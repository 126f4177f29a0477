//! Parser for NCBI `assembly_summary_*.txt` files.
//!
//! The summary is TAB-separated. Comment lines start with `#`; the last one
//! carries the column names (`# assembly_accession\tbioproject\t...`). The
//! column we need is `ftp_path`, the directory holding an assembly's files.

use std::collections::HashMap;
use std::path::Path;

use crate::parsing::ParseError;

/// Placeholder NCBI uses for assemblies without a download directory
pub const MISSING_PATH: &str = "na";

/// One assembly and where to download it
#[derive(Debug, Clone, PartialEq, Eq)]
pub struct AssemblyEntry {
    pub accession: String,
    /// Directory URL, or `na` when NCBI has no files for this assembly
    pub ftp_path: String,
}

impl AssemblyEntry {
    /// True if NCBI publishes files for this assembly
    pub fn has_files(&self) -> bool {
        !self.ftp_path.is_empty() && self.ftp_path != MISSING_PATH
    }
}

/// Parse an assembly summary file, keeping the entries `keep` accepts
///
/// # Errors
///
/// Returns `ParseError::Io` if the file cannot be read, or
/// `ParseError::InvalidFormat` if no header with an `ftp_path` column precedes the data.
pub fn parse_summary_file(
    path: &Path,
    keep: impl Fn(&str) -> bool,
) -> Result<HashMap<String, AssemblyEntry>, ParseError> {
    let content = std::fs::read_to_string(path)?;
    parse_summary_text(&content, keep)
}

/// Parse assembly summary text into accession -> entry
///
/// # Errors
///
/// Returns `ParseError::InvalidFormat` if no header with an `ftp_path` column
/// precedes the data.
pub fn parse_summary_text(
    text: &str,
    keep: impl Fn(&str) -> bool,
) -> Result<HashMap<String, AssemblyEntry>, ParseError> {
    let mut entries = HashMap::new();
    let mut ftp_path_idx: Option<usize> = None;

    for (i, line) in text.lines().enumerate() {
        let line = line.trim_end_matches(['\r', '\n']);
        if line.starts_with('#') {
            let header_line = line.trim_start_matches('#').trim_start();
            ftp_path_idx = header_line
                .split('\t')
                .position(|col| col.trim() == "ftp_path");
            continue;
        }

        if line.trim().is_empty() {
            continue;
        }

        let idx = ftp_path_idx.ok_or_else(|| {
            ParseError::InvalidFormat(
                "Assembly summary header with an ftp_path column not found".to_string(),
            )
        })?;

        let fields: Vec<&str> = line.split('\t').collect();
        let accession = fields[0].trim();
        if !keep(accession) {
            continue;
        }

        let ftp_path = fields.get(idx).ok_or_else(|| {
            ParseError::InvalidFormat(format!(
                "Line {} has no ftp_path field (column {})",
                i + 1,
                idx + 1
            ))
        })?;

        entries.insert(
            accession.to_string(),
            AssemblyEntry {
                accession: accession.to_string(),
                ftp_path: ftp_path.trim().to_string(),
            },
        );
    }

    Ok(entries)
}

#[cfg(test)]
mod tests {
    use super::*;

    const SUMMARY: &str = "\
#   See ftp://ftp.ncbi.nlm.nih.gov/genomes/README_assembly_summary.txt
# assembly_accession\tbioproject\torganism_name\tftp_path
GCF_000005845.2\tPRJNA57779\tEscherichia coli\thttps://ftp.ncbi.nlm.nih.gov/genomes/all/GCF/000/005/845/GCF_000005845.2_ASM584v2
GCF_000008865.2\tPRJNA226\tEscherichia coli O157\tna
GCF_000001405.40\tPRJNA168\tHomo sapiens\thttps://ftp.ncbi.nlm.nih.gov/genomes/all/GCF/000/001/405/GCF_000001405.40_GRCh38.p14
";

    #[test]
    fn test_parse_summary() {
        let entries = parse_summary_text(SUMMARY, |acc| acc.starts_with("GCF_00000")).unwrap();

        assert_eq!(entries.len(), 2);
        let ecoli = &entries["GCF_000005845.2"];
        assert!(ecoli.has_files());
        assert!(ecoli.ftp_path.ends_with("GCF_000005845.2_ASM584v2"));
        assert!(!entries["GCF_000008865.2"].has_files());
        assert!(!entries.contains_key("GCF_000001405.40"));
    }

    #[test]
    fn test_missing_header() {
        let result = parse_summary_text("GCF_1\tPRJ\tx\thttps://example\n", |_| true);
        assert!(matches!(result, Err(ParseError::InvalidFormat(_))));
    }

    #[test]
    fn test_header_without_ftp_path() {
        let text = "# assembly_accession\tbioproject\nGCF_1\tPRJ\n";
        let result = parse_summary_text(text, |_| true);
        assert!(matches!(result, Err(ParseError::InvalidFormat(_))));
    }

    #[test]
    fn test_short_line_is_an_error() {
        let text = "# assembly_accession\tbioproject\tftp_path\nGCF_1\tPRJ\n";
        let result = parse_summary_text(text, |_| true);
        assert!(matches!(result, Err(ParseError::InvalidFormat(_))));
    }
}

+ + + +

- _WHAT YOU HAVE TO DO_
From the material above, copy each line that includes the word "entries".

- _ANSWER TO THIS PROBLEM_
/// Parse an assembly summary file, keeping the entries `keep` accepts
    let mut entries = HashMap::new();
        entries.insert(
    Ok(entries)
        let entries = parse_summary_text(SUMMARY, |acc| acc.starts_with("GCF_00000")).unwrap();
        assert_eq!(entries.len(), 2);
        let ecoli = &entries["GCF_000005845.2"];
        assert!(!entries["GCF_000008865.2"].has_files());
        assert!(!entries.contains_key("GCF_000001405.40"));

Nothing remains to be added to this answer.